RNA interference (RNAi) is a process of typical post-transcriptional regulation of gene expression, which is a conservative behavior in biological evolution, with resistance to virus invasion and maintaining the role of genetic stability (16,17,18). RNAi is induced by double-stranded RNA (dsRNA) gene silencing (18). When dsRNA is transported into cells, mRNA degrades due to the homologous sequences of dsRNA, thereby inhibiting the expression of the gene and resulting in the silencing of the gene expression (18,19). In the present study, RNAi was used to reduce the expression of OPN in T24 human bladder carcinoma cells in order to investigate the effect of OPN expression on the biological behavior of T24 cells.
Materials and methods
Reagents
α-Minimum essential medium (α-MEM), fetal bovine serum (FBS), penicillin/streptomycin and TRIzol® reagent were purchased from Gibco Life Technologies (Rockville, MD, USA). Rabbit anti-human monoclonal antibodies against total caspase-3, caspase-8, caspase-9 and p53 (1:1,000) were purchased from Cell Signaling Technology, Inc. (Beverly, MA, USA), while rabbit anti-human monoclonal antibodies against OPN and β-actin (1:1,000) were purchased from Santa Cruz Biotechnology, Inc. (Dallas, TX, USA). All other chemicals and reagents used in the present study were of analytical grade.
Cell culture
The T24 human bladder cancer cell line was obtained from the American Type Culture Collection (Manassas, VA, USA) and cultured in α-MEM supplemented with 10% (v/v) FBS and 1% (v/v) penicillin-streptomycin solution and incubated at 37°C in 5% CO2 humidified air. The culture medium was refreshed every three days.
Small interfering (siRNA) for OPN
Four siRNA sequences targeting human OPN and a negative control siRNA were obtained from Shanghai GeneChem Co, Ltd (Shanghai, China). The siRNA sequences were designed using software (OCK-iT™ RNAi Designer) from Life Technologies (Carlsbad, CA, USA) by Shanghai GeneChem Co, Ltd. The siRNA sequences were as follows: pSC-1, 5′-GACCATTCTGATGAATCTGAT-3′; pSC-2, 5′-GAGCATTCCGATGTGATTGAT-3′; pSC-3, 5′-GAGGAGTTGAATGGTGCATA-3′; pSC-4, 5′-CACAAGCAGTCCAGATTATA-3′). The OPN eukaryotic expression plasmid was constructed and co-transfected with 293T cells (American Type Culture Collection, Manassas, VA, USA). Based on the inhibition efficiency of the OPN gene, an effective RNAi sequence was identified: 5′-GAGCATTCCGATGTGATTGAT-3′. Next, the sequence of shRNA was designed as follows: Forward, 5′-CCGGGAGCATTCCGATGTGATTGATTTCAAGAGAATCAATCACATCGGAATGCTCTTTTTG-3′, and reverse, 5′-AATTCAAAAAGAGCATTCCGATGTGATTGATTCTCTTGAAATCAATCACATCGGAATGCTC-3′. shRNA was synthesized by Shanghai GeneChem Co., Ltd..
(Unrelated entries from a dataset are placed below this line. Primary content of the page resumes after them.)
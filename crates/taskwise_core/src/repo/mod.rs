//! Repository layer abstractions and persistence implementations.
//!
//! # Responsibility
//! - Define use-case oriented data access contracts.
//! - Isolate SQLite query details from service orchestration.
//!
//! # Invariants
//! - Repository APIs return semantic errors (`NotFound`) in addition to DB
//!   transport errors.

pub mod task_repo;
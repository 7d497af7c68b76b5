//! Domain model for tasks.
//!
//! # Responsibility
//! - Define canonical data structures used by core business logic.
//!
//! # Invariants
//! - Every task is identified by a stable `TaskId`.
//! - Deletion is a hard delete; there are no tombstones.

pub mod task;
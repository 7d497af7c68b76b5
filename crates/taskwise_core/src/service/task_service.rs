//! Task use-case service.
//!
//! # Responsibility
//! - Provide add/edit/toggle/delete/list entry points for UI callers.
//! - Run the prioritization cycle: snapshot, model call, reconcile, commit.
//! - Push a fresh snapshot to subscribers after every successful write.
//!
//! # Invariants
//! - Validation runs before any store call.
//! - Deletion needs a `PendingDelete`, which only `request_delete` creates.
//! - A failed prioritization cycle leaves every priority unchanged.
//! - `TaskService` reaches storage only through `TaskRepository`;
//!   `open_configured_store` is the one place that names SQLite.

use crate::ai::{CompletionBackend, GenerationError, PrioritizeInput, Prioritizer};
use crate::config::{AppConfig, ConfigError};
use crate::db::open_db;
use crate::feed::{FeedEvent, TaskFeed, TaskSubscription};
use crate::model::task::{partition, NewTask, Task, TaskBoard, TaskEdit, TaskId, TaskValidationError};
use crate::repo::task_repo::{CommitReport, RepoError, TaskRepository};
use crate::service::reconcile::reconcile;
use log::{error, info, warn};
use rusqlite::Connection;
use std::cell::Cell;
use std::error::Error;
use std::fmt::{Display, Formatter};

/// User-facing notice when there is nothing to prioritize.
pub const NO_ACTIVE_TASKS_NOTICE: &str = "There are no active tasks to prioritize.";

/// Service error surfaced to the triggering user action.
#[derive(Debug)]
pub enum TaskServiceError {
    /// Store is not configured or cannot be opened.
    Configuration(String),
    /// Local input rejected before any store call.
    Validation(TaskValidationError),
    NotFound(TaskId),
    /// Create/update/delete failed in storage.
    Store(RepoError),
    /// Reading the task list failed.
    Fetch(RepoError),
    /// Model call failed or its reply was rejected.
    Generation(GenerationError),
    /// Priority batch failed and was rolled back.
    Commit(RepoError),
}

impl Display for TaskServiceError {
    fn fmt(&self, f: &mut Formatter<'_>) -> std::fmt::Result {
        match self {
            Self::Configuration(message) => write!(f, "configuration error: {message}"),
            Self::Validation(err) => write!(f, "{err}"),
            Self::NotFound(id) => write!(f, "task not found: {id}"),
            Self::Store(err) => write!(f, "task store error: {err}"),
            Self::Fetch(err) => write!(f, "failed to fetch tasks: {err}"),
            Self::Generation(err) => write!(f, "AI prioritization failed: {err}"),
            Self::Commit(err) => write!(f, "failed to save priorities: {err}"),
        }
    }
}

impl Error for TaskServiceError {
    fn source(&self) -> Option<&(dyn Error + 'static)> {
        match self {
            Self::Validation(err) => Some(err),
            Self::Store(err) | Self::Fetch(err) | Self::Commit(err) => Some(err),
            Self::Generation(err) => Some(err),
            Self::Configuration(_) | Self::NotFound(_) => None,
        }
    }
}

impl From<RepoError> for TaskServiceError {
    fn from(value: RepoError) -> Self {
        match value {
            RepoError::NotFound(id) => Self::NotFound(id),
            RepoError::Validation(err) => Self::Validation(err),
            other => Self::Store(other),
        }
    }
}

impl From<TaskValidationError> for TaskServiceError {
    fn from(value: TaskValidationError) -> Self {
        Self::Validation(value)
    }
}

impl From<GenerationError> for TaskServiceError {
    fn from(value: GenerationError) -> Self {
        Self::Generation(value)
    }
}

impl From<ConfigError> for TaskServiceError {
    fn from(value: ConfigError) -> Self {
        Self::Configuration(value.to_string())
    }
}

/// Opens the configured task store.
///
/// # Errors
/// - `Configuration` when no store path is set or the store cannot be
///   opened; callers treat every store operation as unavailable.
pub fn open_configured_store(config: &AppConfig) -> Result<Connection, TaskServiceError> {
    let path = config.db_path()?;
    open_db(path).map_err(|err| {
        TaskServiceError::Configuration(format!(
            "cannot open task store `{}`: {err}",
            path.display()
        ))
    })
}

/// Confirmation token for a delete, produced by `request_delete`.
#[derive(Debug, Clone, PartialEq, Eq)]
pub struct PendingDelete {
    id: TaskId,
    title: String,
}

impl PendingDelete {
    pub fn id(&self) -> TaskId {
        self.id
    }

    /// Title to show in the confirmation prompt.
    pub fn title(&self) -> &str {
        &self.title
    }
}

/// Result of a prioritization request.
#[derive(Debug, Clone, PartialEq, Eq)]
pub enum PrioritizeOutcome {
    /// Nothing active; no model call was made.
    NoActiveTasks,
    Applied(CommitReport),
}

/// Use-case service over a task repository.
pub struct TaskService<R: TaskRepository> {
    repo: R,
    feed: TaskFeed,
    seen_data_version: Cell<Option<i64>>,
}

impl<R: TaskRepository> TaskService<R> {
    /// Creates a service with its own change feed.
    pub fn new(repo: R) -> Self {
        Self::with_feed(repo, TaskFeed::new())
    }

    /// Creates a service publishing to a shared feed.
    pub fn with_feed(repo: R, feed: TaskFeed) -> Self {
        let seen = repo.data_version().ok();
        Self {
            repo,
            feed,
            seen_data_version: Cell::new(seen),
        }
    }

    pub fn feed(&self) -> &TaskFeed {
        &self.feed
    }

    /// Creates a task with `completed = false` and no priority.
    pub fn add_task(&self, input: &NewTask) -> Result<Task, TaskServiceError> {
        let (title, description) = input.normalized()?;
        let task = self.repo.create_task(&title, &description)?;
        info!("event=task_add module=service status=ok task_id={}", task.id);
        self.publish_snapshot();
        Ok(task)
    }

    /// Replaces title and description of one task.
    pub fn edit_task(&self, id: TaskId, edit: &TaskEdit) -> Result<Task, TaskServiceError> {
        let (title, description) = edit.normalized()?;
        self.repo.update_content(id, &title, &description)?;
        info!("event=task_edit module=service status=ok task_id={id}");
        self.publish_snapshot();
        self.read_back(id)
    }

    /// Flips the `completed` flag. Priority is left as is.
    pub fn toggle_completed(&self, id: TaskId) -> Result<Task, TaskServiceError> {
        let current = self.repo.get_task(id)?.ok_or(TaskServiceError::NotFound(id))?;
        self.repo.set_completed(id, !current.completed)?;
        info!(
            "event=task_toggle module=service status=ok task_id={id} completed={}",
            !current.completed
        );
        self.publish_snapshot();
        self.read_back(id)
    }

    /// First step of deletion; nothing is removed yet.
    pub fn request_delete(&self, id: TaskId) -> Result<PendingDelete, TaskServiceError> {
        let task = self.repo.get_task(id)?.ok_or(TaskServiceError::NotFound(id))?;
        Ok(PendingDelete {
            id: task.id,
            title: task.title,
        })
    }

    /// Second step of deletion: removes the confirmed task.
    pub fn confirm_delete(&self, pending: PendingDelete) -> Result<(), TaskServiceError> {
        self.repo.delete_task(pending.id)?;
        info!(
            "event=task_delete module=service status=ok task_id={}",
            pending.id
        );
        self.publish_snapshot();
        Ok(())
    }

    pub fn get_task(&self, id: TaskId) -> Result<Option<Task>, TaskServiceError> {
        self.repo.get_task(id).map_err(TaskServiceError::Fetch)
    }

    /// Lists every task, newest first.
    pub fn list_tasks(&self) -> Result<Vec<Task>, TaskServiceError> {
        self.repo.list_tasks().map_err(TaskServiceError::Fetch)
    }

    /// Active/completed partition of the current task list.
    pub fn board(&self) -> Result<TaskBoard, TaskServiceError> {
        Ok(partition(self.list_tasks()?))
    }

    /// Subscribes to the change feed; the current snapshot arrives first.
    pub fn subscribe(&self) -> TaskSubscription {
        let subscription = self.feed.subscribe();
        self.publish_snapshot();
        subscription
    }

    /// Republishes when another client committed since the last check.
    ///
    /// Returns whether a snapshot was published.
    pub fn poll_external_changes(&self) -> Result<bool, TaskServiceError> {
        let version = self.repo.data_version().map_err(TaskServiceError::Fetch)?;
        if self.seen_data_version.replace(Some(version)) == Some(version) {
            return Ok(false);
        }
        self.publish_snapshot();
        Ok(true)
    }

    /// Runs a prioritization cycle over the currently active tasks.
    pub fn prioritize_active<B: CompletionBackend>(
        &self,
        prioritizer: &Prioritizer<B>,
    ) -> Result<PrioritizeOutcome, TaskServiceError> {
        let active = self.board()?.active;
        self.prioritize_snapshot(&active, prioritizer)
    }

    /// Runs a prioritization cycle over a snapshot the caller already holds.
    ///
    /// Only tasks that still exist and are still active at commit time get
    /// a priority; the rest are reported as skipped.
    pub fn prioritize_snapshot<B: CompletionBackend>(
        &self,
        snapshot: &[Task],
        prioritizer: &Prioritizer<B>,
    ) -> Result<PrioritizeOutcome, TaskServiceError> {
        let active: Vec<Task> = snapshot.iter().filter(|task| task.is_active()).cloned().collect();
        if active.is_empty() {
            info!("event=prioritize module=service status=skipped reason=no_active_tasks");
            return Ok(PrioritizeOutcome::NoActiveTasks);
        }

        let inputs: Vec<PrioritizeInput> = active.iter().map(PrioritizeInput::from).collect();
        let rows = prioritizer.prioritize(&inputs)?;
        let updates = reconcile(&active, &rows);

        let report = match self.repo.apply_priority_batch(&updates) {
            Ok(report) => report,
            Err(err) => {
                error!(
                    "event=prioritize module=service status=error error_code=commit_failed error={err}"
                );
                return Err(TaskServiceError::Commit(err));
            }
        };
        if !report.skipped.is_empty() {
            warn!(
                "event=prioritize module=service status=partial skipped_stale={}",
                report.skipped.len()
            );
        }
        info!(
            "event=prioritize module=service status=ok applied={}",
            report.applied.len()
        );

        self.publish_snapshot();
        Ok(PrioritizeOutcome::Applied(report))
    }

    fn read_back(&self, id: TaskId) -> Result<Task, TaskServiceError> {
        self.repo
            .get_task(id)
            .map_err(TaskServiceError::Fetch)?
            .ok_or(TaskServiceError::NotFound(id))
    }

    fn publish_snapshot(&self) {
        let event = match self.repo.list_tasks() {
            Ok(tasks) => FeedEvent::SnapshotReceived(tasks),
            Err(err) => {
                error!("event=feed_snapshot module=service status=error error={err}");
                FeedEvent::SnapshotFailed(format!("failed to fetch tasks: {err}"))
            }
        };
        self.feed.publish(event);
    }
}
Lentivirus plasmid construction
A pGCSIL-green fluorescent protein (GFP) vector (Shanghai GeneChem Co., Ltd) was digested using AgeI and EcoRI (New England Biolabs (Beijing) Ltd., Beijing, China) in order to linearize it. The target gene and the digested linearized vector were directionally connected and the products were transformed into bacterial competent cells. Next, polymerase chain reaction (PCR) identification of positive clones was performed by sequencing and comparative analysis. Viral vectors containing the various RNAi sequences were used to transfect 293T cells using Lipofectamine® 2000 (Invitrogen Life Technologies, Carlsbad, CA, USA), according to the manufacturer’s instructions. Following transfection for 24 h, the cells were observed by fluorescence microscopy using an Olympus Micropublisher 3.3 RTV (Olympus Corp., Tokyo, Japan). After 48 h of transfection, western blot assay was performed to analyze the target protein expression, which determined the interference effects of various targets. Finally, the correct siRNA sequence (pSC-2) for the OPN gene and RNAi expression vector were constructed.
Cell transfection
The T24 cells were divided into six-well plates (5×104cells/well) one day prior to the virus infection and cultured at 37°C in 5% CO2 humidified air. On the first day of infection, experiments were performed on plasmids containing RNAi lentiviral particles according to the experimental design. Briefly, when cell confluence reached 30%, the culture medium was refreshed. The three lentiviruses were added according to multiplicity of infection (MOI), ten. The three transfection groups were as follows: Empty plasmid group, transfected with an empty lentiviral vector without any sequence; negative control group, transfected with a lentiviral vector containing a negative control RNAi sequence (5′-TTATCGACGTATTGGTAGACG-3′); OPN RNAi group, transfected with a lentivirus containing OPN RNAi sequences. The cells were transfected for 12 h, if there was no clear cytotoxic effect induced within this time-period, the incubation was continued for a further 24 h under identical conditions prior to refreshment of the medium. If there was a significant cytotoxic effect following the initial 12 h incubation, the culture medium was refreshed immediately.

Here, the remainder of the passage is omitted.